Campionato speranze

A cavallo tra luglio e agosto inizia il conto alla rovescia per l’inizio del campionato di hockey. In Ticino, come abitudine, i giocatori di Lugano e Ambrì Piotta si godono il primo bagno di folla.

Alla Resega già si sono potuti seguire i primi movimenti sul ghiaccio di una formazione che prova un’altra volta a rincorrere quel titolo che manca ormai dal 2006, la stagione che regalò l’ultima gioia ai tifosi e coincise anche con uno stop dettato da motivi inerenti le grosse irregolarità nel versamento degli stipendi (gran parte non dichiarati) che dettero probabilmente il vero stop a una situazione che era sfuggita dal controllo. Il Lugano ora ha costruito con maggiore equilibrio e si prepara a un altro campionato di vertice dal quale spera di cavare il massimo possibile.
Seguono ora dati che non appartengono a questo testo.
//! Watch command implementation.

use crate::simulated::SimulatedBackend;
use playsync_engine::{
    DialMode, Endpoint, EndpointCommand, EndpointHandle, EndpointStatus, EngineConfig,
    PlaybackRole, ReconciliationEngine, WsTransport,
};
use playsync_protocol::{Clock, SystemClock};
use std::str::FromStr;
use std::sync::Arc;
use thiserror::Error;
use tokio::io::{AsyncBufReadExt, BufReader};
use tracing::{debug, info};

/// A line typed at the watch prompt.
#[derive(Debug, Clone, PartialEq)]
pub enum Input {
    /// `load <item-id>`
    Load(String),
    /// `play`
    Play,
    /// `pause`
    Pause,
    /// `seek <seconds>`
    Seek(f64),
    /// `role <leader|follower>`
    Role(PlaybackRole),
    /// `connect`
    Connect,
    /// `disconnect`
    Disconnect,
    /// `status`
    Status,
    /// `quit`
    Quit,
}

/// Error parsing a line of input.
#[derive(Debug, Error, PartialEq)]
pub enum InputError {
    /// Blank line.
    #[error("empty input")]
    Empty,

    /// Unknown command word.
    #[error("unknown command: {0}")]
    UnknownCommand(String),

    /// Missing or invalid argument.
    #[error("{command}: {reason}")]
    BadArgument {
        /// Command being parsed.
        command: &'static str,
        /// What was wrong.
        reason: String,
    },
}

impl FromStr for Input {
    type Err = InputError;

    fn from_str(line: &str) -> Result<Self, Self::Err> {
        let mut words = line.split_whitespace();
        let command = words.next().ok_or(InputError::Empty)?;
        let argument = words.next();

        match command.to_ascii_lowercase().as_str() {
            "load" => argument
                .map(|id| Input::Load(id.to_owned()))
                .ok_or(InputError::BadArgument {
                    command: "load",
                    reason: "missing item id".into(),
                }),
            "play" => Ok(Input::Play),
            "pause" => Ok(Input::Pause),
            "seek" => {
                let raw = argument.ok_or(InputError::BadArgument {
                    command: "seek",
                    reason: "missing position".into(),
                })?;
                match raw.parse::<f64>() {
                    Ok(position) if position.is_finite() && position >= 0.0 => {
                        Ok(Input::Seek(position))
                    }
                    _ => Err(InputError::BadArgument {
                        command: "seek",
                        reason: format!("invalid position: {}", raw),
                    }),
                }
            }
            "role" => {
                let raw = argument.ok_or(InputError::BadArgument {
                    command: "role",
                    reason: "missing role".into(),
                })?;
                raw.parse()
                    .map(Input::Role)
                    .map_err(|reason| InputError::BadArgument {
                        command: "role",
                        reason,
                    })
            }
            "connect" => Ok(Input::Connect),
            "disconnect" => Ok(Input::Disconnect),
            "status" => Ok(Input::Status),
            "quit" | "exit" => Ok(Input::Quit),
            other => Err(InputError::UnknownCommand(other.to_owned())),
        }
    }
}

/// Runs a headless endpoint until `quit`, end of input or Ctrl-C.
pub async fn run(
    url: &str,
    role: PlaybackRole,
    dial_mode: DialMode,
) -> Result<(), Box<dyn std::error::Error>> {
    let config = EngineConfig::new(url)
        .with_role(role)
        .with_dial_mode(dial_mode);
    let clock: Arc<dyn Clock> = Arc::new(SystemClock::new());
    let (backend, mut notifications) = SimulatedBackend::new(Arc::clone(&clock));
    let (transport, events) = WsTransport::channel();
    let engine = ReconciliationEngine::with_backend(config, transport, backend, clock);
    let (handle, task) = Endpoint::spawn(engine, events);

    let forward = handle.clone();
    tokio::spawn(async move {
        while let Some(state) = notifications.recv().await {
            if forward.send(EndpointCommand::BackendState(state)).is_err() {
                break;
            }
        }
    });

    info!(%url, %role, "starting endpoint");
    handle.send(EndpointCommand::Connect)?;
    println!("Commands: load <id>, play, pause, seek <secs>, role <r>, connect, disconnect, status, quit");

    let mut lines = BufReader::new(tokio::io::stdin()).lines();
    loop {
        tokio::select! {
            line = lines.next_line() => {
                let Some(line) = line? else { break };
                match line.parse::<Input>() {
                    Ok(Input::Quit) => break,
                    Ok(input) => dispatch(&handle, input).await?,
                    Err(InputError::Empty) => {}
                    Err(e) => println!("error: {}", e),
                }
            }
            _ = tokio::signal::ctrl_c() => {
                debug!("interrupt received");
                break;
            }
        }
    }

    handle.shutdown()?;
    task.await?;
    Ok(())
}

async fn dispatch(
    handle: &EndpointHandle,
    input: Input,
) -> Result<(), Box<dyn std::error::Error>> {
    let command = match input {
        Input::Load(item_id) => EndpointCommand::Load(item_id),
        Input::Play => EndpointCommand::Play,
        Input::Pause => EndpointCommand::Pause,
        Input::Seek(position) => EndpointCommand::Seek(position),
        Input::Role(role) => EndpointCommand::SetRole(role),
        Input::Connect => EndpointCommand::Connect,
        Input::Disconnect => EndpointCommand::Disconnect,
        Input::Status => {
            print_status(&handle.status().await?);
            return Ok(());
        }
        Input::Quit => EndpointCommand::Shutdown,
    };
    handle.send(command)?;
    Ok(())
}

fn print_status(status: &EndpointStatus) {
    println!("Status:    {:?}", status.status);
    println!("Role:      {}", status.role);
    println!("Item:      {}", status.item_id.as_deref().unwrap_or("-"));
    println!("Playing:   {}", status.playing);
    if let Some(position) = status.position {
        println!("Position:  {:.2}s", position);
    }
    if let Some(handshake) = &status.handshake {
        println!("Relay:     {}", handshake);
    }
    println!(
        "Traffic:   {} sent, {} suppressed, {} applied, {} seeks",
        status.stats.events_sent,
        status.stats.sends_suppressed,
        status.stats.actions_applied + status.stats.loads_applied,
        status.stats.seeks_issued
    );
    if let Some(error) = &status.stats.last_error {
        println!("Error:     {}", error);
    }
}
La rosa è prestigiosa, completata da arrivi di indubbia qualità. Il solo interrogativo riguarda semmai un allenatore, Greg Ireland, che ha alle spalle due esperienze a breve termine sulla panchina bianconera e che sarà stavolta confrontato con l’enorme pressione che monta con l’avvicinarsi dell’autunno e spesso crea esplosioni nell’avvicinarsi all’inverno. Se Ireland, confrontato con un pollaio ricco di galli, riuscirà a gestire il gruppo come ha dimostrato di saper fare nelle brevi esperienze post-stagionali, il Lugano potrebbe puntare davvero in alto.
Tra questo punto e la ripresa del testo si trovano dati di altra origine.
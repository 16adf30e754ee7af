//! The reconciliation engine.

use crate::backend::{PlaybackBackend, PlayerState};
use crate::config::{DialMode, EngineConfig, PlaybackRole};
use crate::error::{SyncError, SyncResult};
use crate::session::SessionController;
use crate::state::{ConnectionStatus, ReconciliationState, TimerKind};
use crate::transport::{Transport, TransportEvent};
use playsync_protocol::{ClientMessage, Clock, PlaybackAction, RelayMessage};
use std::sync::Arc;
use std::time::Duration;
use tracing::{debug, info, warn};

/// Counters describing engine activity.
#[derive(Debug, Clone, Default)]
pub struct EngineStats {
    /// Remote playback actions applied to the backend.
    pub actions_applied: u64,
    /// Remote session loads applied.
    pub loads_applied: u64,
    /// Corrective seeks issued while applying remote actions.
    pub seeks_issued: u64,
    /// Events handed to the transport.
    pub events_sent: u64,
    /// Outbound events dropped by echo suppression.
    pub sends_suppressed: u64,
    /// Outbound events not sent because the endpoint was not connected.
    pub sends_skipped: u64,
    /// Drift corrections attempted.
    pub drift_ticks: u64,
    /// Automatic reconnect attempts.
    pub reconnect_attempts: u64,
    /// Operations skipped because no backend was attached.
    pub backend_not_ready: u64,
    /// Last transport error.
    pub last_error: Option<String>,
}

/// What happened to an outbound event.
#[derive(Debug, Clone, Copy, PartialEq, Eq)]
pub enum Delivery {
    /// Handed to the transport.
    Sent,
    /// Dropped: a remote action was just received.
    Suppressed,
    /// Not sent: the endpoint is not connected.
    NotConnected,
}
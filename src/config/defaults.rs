//! Default value functions for serde deserialization.

use crate::projection::{Crs, EPSG_WEB_MERCATOR};

pub fn grid_size() -> usize {
    200
}

pub fn distance_threshold() -> f64 {
    0.02
}

pub fn blue_ratio_threshold() -> f32 {
    1.2
}

pub fn blue_min() -> u8 {
    80
}

pub fn ice_brightness_threshold() -> u8 {
    220
}

pub fn fallback_points() -> usize {
    50
}

pub fn source_crs() -> Crs {
    Crs::wgs84()
}

pub fn working_crs() -> Crs {
    Crs::from_epsg(EPSG_WEB_MERCATOR).unwrap_or_default()
}

pub fn buffer_distance() -> f64 {
    5000.0
}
Punta decisamente più in basso l’Ambrì Piotta. Alla Valascia, domenica c’era meno gente del solito alla presentazione, e anche i toni dell’entusiasmo erano contenuti. Si sa che sarà una stagione difficile. Condizionata da un ridimensionamento dettato dalla disastrosa stagione dalla quale si esce. Ci vorrà pazienza ma, soprattutto, lucidità. L’Ambrì va incontro a un campionato difficile (squadra giovane e inesperta) e a una scommessa ancora più difficile: una pista da costruire senza i soldi necessari e contro ogni logica (se costruita nella piana di Ambrì non potrà mai generare un reddito e non si finirà mai di pagarla). Luca Cereda sa il fatto suo ma ha bisogno di estrema fiducia da parte di tutto l’ambiente. La squadra è sì più ticinese, ma sarà poi da vedere quanti ticinesi potranno poi trovare un posto da titolare, poiché un campionato di LNA è tutt’altra cosa rispetto a quello di B (o playout che dir si voglia). Bisognerà lasciarsi sorprendere e sperare nel meglio. Del resto, peggio dell’annata scorsa si potrà mai fare?
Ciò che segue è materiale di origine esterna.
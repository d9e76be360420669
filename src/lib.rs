//! # Marga: Sea-Ice Route Planning
//!
//! Plans a path between two geographic points across a region whose
//! navigability comes either from vector features (e.g. ice floes) or from
//! classified RGB imagery, optionally checked against a shipping corridor.
//!
//! ## Quick Start
//!
//! ```rust
//! use marga::route::{RoutePlanner, RouteRequest};
//!
//! let request = RouteRequest::from_json(r#"{
//!     "start": [0.5, 0.5],
//!     "end": [9.5, 9.5],
//!     "geojson": {"type": "FeatureCollection", "features": [
//!         {"type": "Feature", "properties": {}, "geometry": {"type": "Point", "coordinates": [1.0, 1.0]}},
//!         {"type": "Feature", "properties": {}, "geometry": {"type": "Point", "coordinates": [9.0, 9.0]}}
//!     ]}
//! }"#).unwrap();
//!
//! let plan = RoutePlanner::default().plan(&request).unwrap();
//! // No traversable connection between the two features: straight-line fallback
//! assert_eq!(plan.route.points.len(), 50);
//! assert_eq!(plan.route.method.as_str(), "fallback");
//! ```
//!
//! ## Architecture
//!
//! - [`core`]: Value types (GeoPoint, PixelCoord, BoundingBox)
//! - [`projection`]: CRS identifiers and reprojection
//! - [`grid`]: Coordinate transforms, grid storage and the two grid strategies
//! - [`pathfinding`]: 8-connected A* with an optional search budget
//! - [`corridor`]: Buffered shipping corridor containment
//! - [`route`]: Route assembly, fallback, request planning
//! - [`io`]: GeoJSON, GeoTIFF loading, route export
//! - [`config`]: YAML configuration
//!
//! ## Data Flow
//!
//! ```text
//!   features / raster
//!          │ NavigabilityStrategy::build
//!          ▼
//!   NavigabilityGrid + CoordinateTransform
//!          │ locate(start), locate(end)
//!          ▼
//!   AStarPlanner::find_path ──► PathResult
//!          │ RouteAssembler::assemble (or 50-point fallback)
//!          ▼
//!   Route ──► CorridorFilter::count_outside (optional)
//! ```

pub mod config;
pub mod core;
pub mod corridor;
pub mod error;
pub mod grid;
pub mod io;
pub mod pathfinding;
pub mod projection;
pub mod route;

pub use config::{ConfigLoadError, MargaConfig};
pub use core::{BoundingBox, GeoPoint, PixelCoord};
pub use corridor::{CorridorConfig, CorridorFilter};
pub use error::{Result, RouteError};
pub use grid::{
    ColorClassificationStrategy, CoordinateTransform, FeatureDistanceStrategy, NavigabilityGrid,
    NavigabilityStrategy,
};
pub use pathfinding::{AStarPlanner, PathResult, SearchBudget, SearchOutcome};
pub use route::{Route, RouteMethod, RoutePlan, RoutePlanner, RouteRequest};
PS: Magari Filippo Lombardi potrebbe chiedere un prestito a lungo termine (o vendere azioni con aggio) a Nino Niederreiter, che incasserà un paio di decine di milioni nei prossimi cinque anni, in NHL.

Ma il Galà non va urlato

Clima ideale, organizzazione all’altezza, punti di ristoro ben distribuiti. Il Galà dei Castelli aveva tutte le premesse per una serata di successo e la forte affluenza di pubblico ha contribuito al degno contorno. Sul piano sportivo non si poteva chiedere di meglio. Parecchie prestazioni di rilievo e i picchi del primato svizzero eguagliato da Mujinga Kambundji e la miglior prestazione mondiale dell’anno nel lancio del disco, grazie a Sandra Perkovic hanno assicurato anche il successo tecnico alla manifestazione, che di anno in anno acquisisce sempre più prestigio.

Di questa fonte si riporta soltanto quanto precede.